Financial data via Plaid
Bank account names, balances, transaction history, institution names, and account masks (last 4 digits). We never see your bank login credentials — Plaid handles that directly.
Manually entered data
Information you enter directly: account balances, vehicle values, property values, debts, and other assets you choose to track.
Finn conversation history
Your conversations with Finn, our AI financial guide. These are stored encrypted in our database so Finn can provide context-aware guidance.
App preferences
Your in-app settings and preferences to personalize your Fyrn experience.
Usage analytics
Aggregate, anonymized usage data to help us improve the product. This does not include your financial information.
What we never collect: Your actual bank credentials (Plaid handles authentication directly), Social Security numbers, full payment card numbers (Stripe processes payments — we never touch card data), or device information beyond what your browser provides.
03
How we protect your data
Financial data demands serious security. Here's what we do:
- AES-256-GCM encryption — all sensitive financial data is encrypted at rest using industry-standard encryption
- Encrypted Plaid tokens — your Plaid access tokens are encrypted before storage
- Encrypted Finn messages — your AI conversation history is encrypted at rest
- Secure transmission — all data in transit is protected via TLS/HTTPS
- Supabase authentication — industry-standard auth handling with no plaintext passwords stored
- Stripe for payments — payment processing is handled entirely by Stripe, a PCI-compliant payment processor. Fyrn never stores card numbers or payment credentials
04
How we use your data
We use your data solely to provide and improve Fyrn. Specifically:
- To display your financial picture across the Personal and Business workspaces
- To power Finn's AI guidance — Finn uses your financial data to provide personalized, context-aware insights
- To send important account notifications (email)
- To process subscription payments via Stripe
- To improve Fyrn's features and reliability using anonymized analytics
- To comply with legal obligations
We do not use your data for advertising. We do not sell your data. We do not share your data with third parties except as described in this policy.
05
Third-party services
Fyrn works with a small number of trusted third-party services to operate the platform:
- Plaid — connects your bank accounts securely. Plaid's privacy policy governs their handling of your banking credentials. Fyrn receives only account data, never credentials.
- Supabase — our database and authentication provider. Your data is stored in Supabase's secure infrastructure.
- Anthropic (Claude) — powers Finn's AI capabilities. Conversation context is sent to Anthropic's API to generate responses. Anthropic's usage policies apply.
- Stripe — processes subscription payments. Stripe is PCI-DSS compliant. Fyrn never sees or stores your payment card details.

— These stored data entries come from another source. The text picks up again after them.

#[cfg(test)]
mod tests {
    use super::*;
    use crate::error::HandlerError;
    use crate::registry::ParamSpec;
    use mcp::{Outcome, error_codes};
    use serde_json::json;
    use std::time::Duration;
    use tokio::io::AsyncBufReadExt;

    fn reactor() -> Reactor {
        let reactor = Reactor::new(ReactorConfig {
            request_timeout_ms: 200,
            ..ReactorConfig::default()
        });
        let registry = reactor.registry();
        registry.register_blocking("echo", ParamSpec::Open, Ok);
        registry.register_blocking("greet", ParamSpec::fixed(["name"]), Ok);
        registry.register_blocking("fail", ParamSpec::Open, |_| Err(HandlerError::failed("boom")));
        registry.register_blocking("reject", ParamSpec::Open, |_| {
            Err(JsonRpcError::invalid_params("name is required").into())
        });
        registry.register_async("slow", ParamSpec::Open, |_| async {
            tokio::time::sleep(Duration::from_secs(5)).await;
            Ok::<_, HandlerError>(Value::Null)
        });
        reactor
    }

    fn error_code(response: JsonRpcResponse) -> i32 {
        match response.outcome {
            Outcome::Error(e) => e.code,
            Outcome::Result(value) => panic!("expected error, got {value}"),
        }
    }

    #[tokio::test]
    async fn answers_method_calls() {
        let response = reactor()
            .dispatch(r#"{"jsonrpc":"2.0","id":1,"method":"echo","params":{"x":1}}"#)
            .await
            .unwrap();
        assert_eq!(response.id, Some(RequestId::Number(1)));
        assert_eq!(response.into_result().unwrap(), json!({"x": 1}));
    }

    #[tokio::test]
    async fn wrong_version_is_invalid_regardless_of_method() {
        let reactor = reactor();
        for method in ["echo", "missing"] {
            let raw = format!(r#"{{"jsonrpc":"1.0","id":"a","method":"{method}"}}"#);
            let response = reactor.dispatch(&raw).await.unwrap();
            assert_eq!(response.id, Some(RequestId::from("a")));
            assert_eq!(error_code(response), error_codes::INVALID_REQUEST);
        }

        let response = reactor.dispatch(r#"{"id":2,"method":"echo"}"#).await.unwrap();
        assert_eq!(error_code(response), error_codes::INVALID_REQUEST);
    }

    #[tokio::test]
    async fn malformed_input() {
        let reactor = reactor();

        let response = reactor.dispatch("{oops").await.unwrap();
        assert_eq!(response.id, None);
        assert_eq!(error_code(response), error_codes::PARSE_ERROR);

        let response = reactor.dispatch("[1, 2]").await.unwrap();
        assert_eq!(error_code(response), error_codes::INVALID_REQUEST);

        let response = reactor
            .dispatch(r#"{"jsonrpc":"2.0","id":3,"method":7}"#)
            .await
            .unwrap();
        assert_eq!(response.id, Some(RequestId::Number(3)));
        assert_eq!(error_code(response), error_codes::INVALID_REQUEST);

        let response = reactor
            .dispatch(r#"{"jsonrpc":"2.0","id":4,"method":"echo","params":"text"}"#)
            .await
            .unwrap();
        assert_eq!(error_code(response), error_codes::INVALID_REQUEST);
    }

    #[tokio::test]
    async fn unknown_methods() {
        let reactor = reactor();
        let response = reactor
            .dispatch(r#"{"jsonrpc":"2.0","id":5,"method":"missing"}"#)
            .await
            .unwrap();
        assert_eq!(error_code(response), error_codes::METHOD_NOT_FOUND);

        assert!(reactor.dispatch(r#"{"jsonrpc":"2.0","method":"missing"}"#).await.is_none());
        assert!(
            reactor
                .dispatch(r#"{"jsonrpc":"2.0","id":null,"method":"missing"}"#)
                .await
                .is_none()
        );
    }

    #[tokio::test]
    async fn failures_are_contained() {
        let reactor = reactor();

        let response = reactor
            .dispatch(r#"{"jsonrpc":"2.0","id":6,"method":"fail"}"#)
            .await
            .unwrap();
        let error = response.into_result().unwrap_err();
        assert_eq!(error.code, error_codes::INTERNAL_ERROR);
        assert_eq!(error.message, "Internal error: boom");

        let response = reactor
            .dispatch(r#"{"jsonrpc":"2.0","id":7,"method":"reject"}"#)
            .await
            .unwrap();
        assert_eq!(error_code(response), error_codes::INVALID_PARAMS);

        assert!(reactor.dispatch(r#"{"jsonrpc":"2.0","method":"fail"}"#).await.is_none());

        // Still serving.
        assert!(reactor
            .dispatch(r#"{"jsonrpc":"2.0","id":8,"method":"echo"}"#)
            .await
            .is_some());
    }

    #[tokio::test]
    async fn slow_calls_time_out() {
        let reactor = reactor();
        let response = reactor
            .dispatch(r#"{"jsonrpc":"2.0","id":9,"method":"slow"}"#)
            .await
            .unwrap();
        let error = response.into_result().unwrap_err();
        assert_eq!(error.code, -32000);
        assert_eq!(error.message, "Request timeout");

        assert!(reactor.dispatch(r#"{"jsonrpc":"2.0","method":"slow"}"#).await.is_none());
    }

    #[tokio::test]
    async fn fixed_params_are_filtered() {
        let response = reactor()
            .dispatch(r#"{"jsonrpc":"2.0","id":10,"method":"greet","params":{"name":"ada","admin":true}}"#)
            .await
            .unwrap();
        assert_eq!(response.into_result().unwrap(), json!({"name": "ada"}));
    }

    #[tokio::test]
    async fn responses_are_dropped() {
        let reactor = reactor();
        assert!(reactor.dispatch(r#"{"jsonrpc":"2.0","id":1,"result":{}}"#).await.is_none());
        assert!(reactor
            .dispatch(r#"{"jsonrpc":"2.0","id":1,"error":{"code":1,"message":"x"}}"#)
            .await
            .is_none());
    }

    struct Intercept;

    #[async_trait::async_trait]
    impl Handler for Intercept {
        fn accepts(&self, message: &Incoming) -> bool {
            message.method.starts_with("custom/")
        }

        async fn handle(&self, message: Incoming) -> Option<JsonRpcResponse> {
            message.id.map(|id| JsonRpcResponse::success(id, json!("intercepted")))
        }
    }

    #[tokio::test]
    async fn custom_handlers_run_first() {
        let mut reactor = reactor();
        reactor.add_handler(Arc::new(Intercept));

        let response = reactor
            .dispatch(r#"{"jsonrpc":"2.0","id":1,"method":"custom/thing"}"#)
            .await
            .unwrap();
        assert_eq!(response.into_result().unwrap(), json!("intercepted"));

        let response = reactor
            .dispatch(r#"{"jsonrpc":"2.0","id":2,"method":"echo"}"#)
            .await
            .unwrap();
        assert_eq!(response.into_result().unwrap(), json!({}));
    }

    #[tokio::test]
    async fn serve_until_eof() {
        let reactor = Arc::new(reactor());
        let (mut client, server) = tokio::io::duplex(4096);
        let (server_read, server_write) = tokio::io::split(server);

        let serving = {
            let reactor = reactor.clone();
            tokio::spawn(async move { reactor.serve(server_read, server_write).await })
        };

        client
            .write_all(
                concat!(
                    r#"{"jsonrpc":"2.0","id":1,"method":"echo","params":{"a":1}}"#,
                    "\n\n",
                    r#"{"jsonrpc":"2.0","method":"echo"}"#,
                    "\n",
                    r#"{"jsonrpc":"2.0","id":2,"method":"missing"}"#,
                    "\n",
                )
                .as_bytes(),
            )
            .await
            .unwrap();

        let (client_read, mut client_write) = tokio::io::split(client);
        let mut lines = BufReader::new(client_read).lines();
        let mut responses = Vec::new();
        for _ in 0..2 {
            let line = lines.next_line().await.unwrap().unwrap();
            responses.push(serde_json::from_str::<JsonRpcResponse>(&line).unwrap());
        }
        responses.sort_by_key(|r| r.id.as_ref().map(|id| id.to_string()));
        assert_eq!(responses[0].id, Some(RequestId::Number(1)));
        assert!(responses[1].is_error());

        client_write.shutdown().await.unwrap();
        serving.await.unwrap().unwrap();
        assert_eq!(reactor.supervisor().state(), ReactorState::Stopped);
    }

    #[tokio::test]
    async fn bad_bytes_do_not_end_the_session() {
        let reactor = Arc::new(Reactor::new(ReactorConfig {
            max_line_bytes: 128,
            ..ReactorConfig::default()
        }));
        reactor.registry().register_blocking("echo", ParamSpec::Open, Ok);

        let mut input = b"\xff\xfe\n".to_vec();
        input.extend_from_slice(&[b'x'; 200]);
        input.push(b'\n');
        input.extend_from_slice(b"{\"jsonrpc\":\"2.0\",\"id\":1,\"method\":\"echo\"}\n");

        let (client, server) = tokio::io::duplex(4096);
        let (server_read, server_write) = tokio::io::split(server);
        let (client_read, mut client_write) = tokio::io::split(client);

        let serving = {
            let reactor = reactor.clone();
            tokio::spawn(async move { reactor.serve(server_read, server_write).await })
        };

        client_write.write_all(&input).await.unwrap();
        client_write.shutdown().await.unwrap();
        serving.await.unwrap().unwrap();

        let mut lines = BufReader::new(client_read).lines();
        let mut responses = Vec::new();
        while let Some(line) = lines.next_line().await.unwrap() {
            responses.push(serde_json::from_str::<JsonRpcResponse>(&line).unwrap());
        }
        assert_eq!(responses.len(), 3);

        let (answered, rejected): (Vec<_>, Vec<_>) =
            responses.into_iter().partition(|r| r.id.is_some());
        assert_eq!(answered[0].id, Some(RequestId::Number(1)));
        assert!(!answered[0].is_error());
        for response in rejected {
            assert_eq!(error_code(response), error_codes::PARSE_ERROR);
        }
    }

    #[tokio::test]
    async fn serves_only_once() {
        let reactor = Arc::new(reactor());
        reactor.serve(tokio::io::empty(), tokio::io::sink()).await.unwrap();
        assert_eq!(reactor.supervisor().state(), ReactorState::Stopped);

        let (_client, server) = tokio::io::duplex(64);
        let (server_read, server_write) = tokio::io::split(server);
        let err = reactor.serve(server_read, server_write).await.unwrap_err();
        assert!(matches!(err, Error::AlreadyServed));
        assert_eq!(reactor.supervisor().state(), ReactorState::Stopped);
    }

    #[tokio::test]
    async fn shutdown_drains_in_flight_calls() {
        let reactor = Arc::new(Reactor::new(ReactorConfig::default()));
        reactor.registry().register_async("nap", ParamSpec::Open, |_| async {
            tokio::time::sleep(Duration::from_millis(100)).await;
            Ok::<_, HandlerError>(json!("rested"))
        });

        let (client, server) = tokio::io::duplex(4096);
        let (server_read, server_write) = tokio::io::split(server);
        let (client_read, mut client_write) = tokio::io::split(client);

        let serving = {
            let reactor = reactor.clone();
            tokio::spawn(async move { reactor.serve(server_read, server_write).await })
        };

        client_write
            .write_all(b"{\"jsonrpc\":\"2.0\",\"id\":1,\"method\":\"nap\"}\n")
            .await
            .unwrap();
        tokio::time::sleep(Duration::from_millis(20)).await;

        let mut states = reactor.supervisor().subscribe();
        reactor.supervisor().shutdown();
        states.wait_for(|s| *s == ReactorState::Stopped).await.unwrap();
        serving.await.unwrap().unwrap();

        let mut lines = BufReader::new(client_read).lines();
        let line = lines.next_line().await.unwrap().unwrap();
        let response: JsonRpcResponse = serde_json::from_str(&line).unwrap();
        assert_eq!(response.into_result().unwrap(), json!("rested"));
    }
}
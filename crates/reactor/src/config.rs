//! Reactor configuration.

use std::time::Duration;

use serde::{Deserialize, Serialize};

/// Default number of concurrently running blocking handlers.
pub const DEFAULT_MAX_WORKERS: usize = 4;

/// Default per-call deadline.
pub const DEFAULT_REQUEST_TIMEOUT: Duration = Duration::from_secs(30);

#[derive(Debug, Clone, PartialEq, Serialize, Deserialize)]
#[serde(default)]
pub struct ReactorConfig {
    /// Upper bound on blocking handlers running at once.
    pub max_workers: usize,
    /// Deadline for a single handler execution.
    pub request_timeout_ms: u64,
    /// Input lines longer than this are rejected.
    pub max_line_bytes: usize,
}

impl Default for ReactorConfig {
    fn default() -> Self {
        Self {
            max_workers: DEFAULT_MAX_WORKERS,
            request_timeout_ms: DEFAULT_REQUEST_TIMEOUT.as_millis() as u64,
            max_line_bytes: mcp::MAX_LINE_BYTES,
        }
    }
}

impl ReactorConfig {
    pub fn request_timeout(&self) -> Duration {
        Duration::from_millis(self.request_timeout_ms)
    }
}
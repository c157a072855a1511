//! CLI error types.

use thiserror::Error;

use crate::config::ConfigError;

/// CLI errors.
///
/// This enum is marked `#[non_exhaustive]` to allow adding new variants
/// in future versions without breaking downstream code.
#[derive(Debug, Error)]
#[non_exhaustive]
pub enum Error {
    /// `mcphub.toml` could not be read or parsed.
    #[error(transparent)]
    Config(#[from] ConfigError),

    /// `--args` was not a JSON object.
    #[error("invalid tool arguments: {0}")]
    InvalidArgs(String),

    /// Every configured provider failed or was skipped.
    #[error("no providers could be loaded")]
    NoProviders,

    /// An error occurred talking to a provider.
    #[error(transparent)]
    Mcp(#[from] mcp::Error),

    /// The reactor's read loop failed.
    #[error(transparent)]
    Reactor(#[from] reactor::Error),

    /// Output could not be serialized.
    #[error(transparent)]
    Json(#[from] serde_json::Error),
}

pub type Result<T> = std::result::Result<T, Error>;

- Vercel — hosts the Fyrn application. Aggregate, anonymized traffic data may be collected by Vercel Analytics.
06
Your rights and controls
You are in control of your data. You have the right to:
- Access your data — request a copy of all data we hold about you
- Correct your data — update or correct inaccurate information
- Delete your data — request deletion of your account and all associated data
- Disconnect Plaid — remove bank connections at any time from within the app
- Export your data — request a portable export of your financial data
- Cancel your subscription — cancel at any time with no penalty
To exercise any of these rights, contact us at support@thegoocheygroup.com. We will respond within 30 days.
07
Data retention
We retain your data for as long as your account is active. If you delete your account, we will delete your personal and financial data within 30 days, except where we are required to retain it for legal or compliance purposes.
Anonymized, aggregate analytics data may be retained indefinitely as it cannot be linked back to any individual.
08
Children's privacy
Fyrn is not directed at children under 13. We do not knowingly collect personal information from children under 13. If you believe we have inadvertently collected such information, please contact us immediately at support@thegoocheygroup.com.
09
Changes to this policy
We may update this Privacy Policy from time to time. When we do, we will update the “Last updated” date at the top of this page and notify you via email if the changes are material. Your continued use of Fyrn after changes are posted constitutes acceptance of the updated policy.